■ Problem to work on
The first line of the entries below, the line containing "use crate::naming;", and every line between them should be repeated exactly, and nothing else.

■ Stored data
*** Begin section ***
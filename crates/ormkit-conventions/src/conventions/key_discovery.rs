use ormkit_core::{ConfigurationSource, EntityTypeId, Model, PropertyId, Result};

use crate::LOG_TARGET;
use crate::builder::InternalModelBuilder;
use crate::convention::EntityTypeAddedConvention;
use crate::naming;

/// Picks `Id` or `{EntityType}Id` as the primary key when none is set.
///
/// Properties already used by a foreign key are not candidates. `Id` wins
/// over `{EntityType}Id`; several equally good candidates leave the entity
/// type without a key.
#[derive(Debug, Clone, Copy, Default)]
pub struct KeyDiscoveryConvention;

impl KeyDiscoveryConvention {
    /// The property key discovery would choose.
    pub fn find_key_property(model: &Model, entity_type: EntityTypeId) -> Option<PropertyId> {
        let owner = model.entity_type(entity_type)?;
        let candidates: Vec<_> = owner
            .properties()
            .iter()
            .copied()
            .filter(|p| !model.is_foreign_key_property(*p))
            .filter_map(|p| model.property(p).map(|prop| (p, prop.name())))
            .filter(|(_, name)| naming::is_key_name(owner.name(), name))
            .collect();

        let (plain, prefixed): (Vec<_>, Vec<_>) = candidates
            .into_iter()
            .partition(|(_, name)| naming::is_plain_id(name));
        let chosen = if plain.is_empty() { prefixed } else { plain };
        match chosen.as_slice() {
            [(id, _)] => Some(*id),
            [] => None,
            several => {
                tracing::debug!(
                    target: LOG_TARGET,
                    entity_type = owner.name(),
                    candidates = ?several.iter().map(|(_, n)| *n).collect::<Vec<_>>(),
                    "Several key candidates, no primary key discovered"
                );
                None
            }
        }
    }

    /// Set the discovered key on `entity_type` if it has no primary key.
    pub fn discover(builder: &mut InternalModelBuilder, entity_type: EntityTypeId) -> Result<()> {
        if builder.model().primary_key(entity_type).is_some() {
            return Ok(());
        }
        if let Some(property) = Self::find_key_property(builder.model(), entity_type) {
            builder.primary_key(entity_type, &[property], ConfigurationSource::Convention)?;
        }
        Ok(())
    }
}

impl EntityTypeAddedConvention for KeyDiscoveryConvention {
    fn apply(
        &self,
        builder: &mut InternalModelBuilder,
        entity_type: EntityTypeId,
    ) -> Result<Option<EntityTypeId>> {
        Self::discover(builder, entity_type)?;
        Ok(Some(entity_type))
    }
}

#[cfg(test)]
mod tests {
    use super::*;
    use crate::conventions::PropertyDiscoveryConvention;
    use crate::convention_set::ConventionSet;
    use ormkit_core::{EntityShape, MemberInfo, ValueType};
    use std::sync::Arc;

    fn builder() -> InternalModelBuilder {
        let mut set = ConventionSet::new();
        set.entity_type_added.push(Arc::new(PropertyDiscoveryConvention));
        set.entity_type_added.push(Arc::new(KeyDiscoveryConvention));
        InternalModelBuilder::new(set).unwrap()
    }

    fn primary_key_names(builder: &InternalModelBuilder, entity_type: EntityTypeId) -> Vec<String> {
        let model = builder.model();
        model
            .primary_key(entity_type)
            .map(|k| {
                model
                    .property_names(k.properties())
                    .into_iter()
                    .map(str::to_string)
                    .collect()
            })
            .unwrap_or_default()
    }

    #[test]
    fn test_discovers_id() {
        let mut b = builder();
        let id = b
            .entity(
                EntityShape::new("Blog")
                    .member(MemberInfo::scalar("Title", ValueType::Text))
                    .member(MemberInfo::scalar("Id", ValueType::Int)),
                ConfigurationSource::Explicit,
            )
            .unwrap()
            .unwrap();
        assert_eq!(primary_key_names(&b, id), vec!["Id"]);
        assert_eq!(
            b.model().entity_type(id).unwrap().primary_key_source(),
            Some(ConfigurationSource::Convention)
        );
    }

    #[test]
    fn test_discovers_type_prefixed_id_case_insensitively() {
        let mut b = builder();
        let id = b
            .entity(
                EntityShape::new("Blog").member(MemberInfo::scalar("BLOGID", ValueType::Int)),
                ConfigurationSource::Explicit,
            )
            .unwrap()
            .unwrap();
        assert_eq!(primary_key_names(&b, id), vec!["BLOGID"]);
    }

    #[test]
    fn test_plain_id_wins_over_prefixed() {
        let mut b = builder();
        let id = b
            .entity(
                EntityShape::new("Blog")
                    .member(MemberInfo::scalar("BlogId", ValueType::Int))
                    .member(MemberInfo::scalar("Id", ValueType::Int)),
                ConfigurationSource::Explicit,
            )
            .unwrap()
            .unwrap();
        assert_eq!(primary_key_names(&b, id), vec!["Id"]);
    }

    #[test]
    fn test_no_candidate_no_key() {
        let mut b = builder();
        let id = b
            .entity(
                EntityShape::new("Blog").member(MemberInfo::scalar("Title", ValueType::Text)),
                ConfigurationSource::Explicit,
            )
            .unwrap()
            .unwrap();
        assert!(b.model().primary_key(id).is_none());
    }
}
*** End section ***
■ Solution to this task
filename crates/ormkit-conventions/src/conventions/key_discovery.rs
use ormkit_core::{ConfigurationSource, EntityTypeId, Model, PropertyId, Result};

use crate::LOG_TARGET;
use crate::builder::InternalModelBuilder;
use crate::convention::EntityTypeAddedConvention;
use crate::naming;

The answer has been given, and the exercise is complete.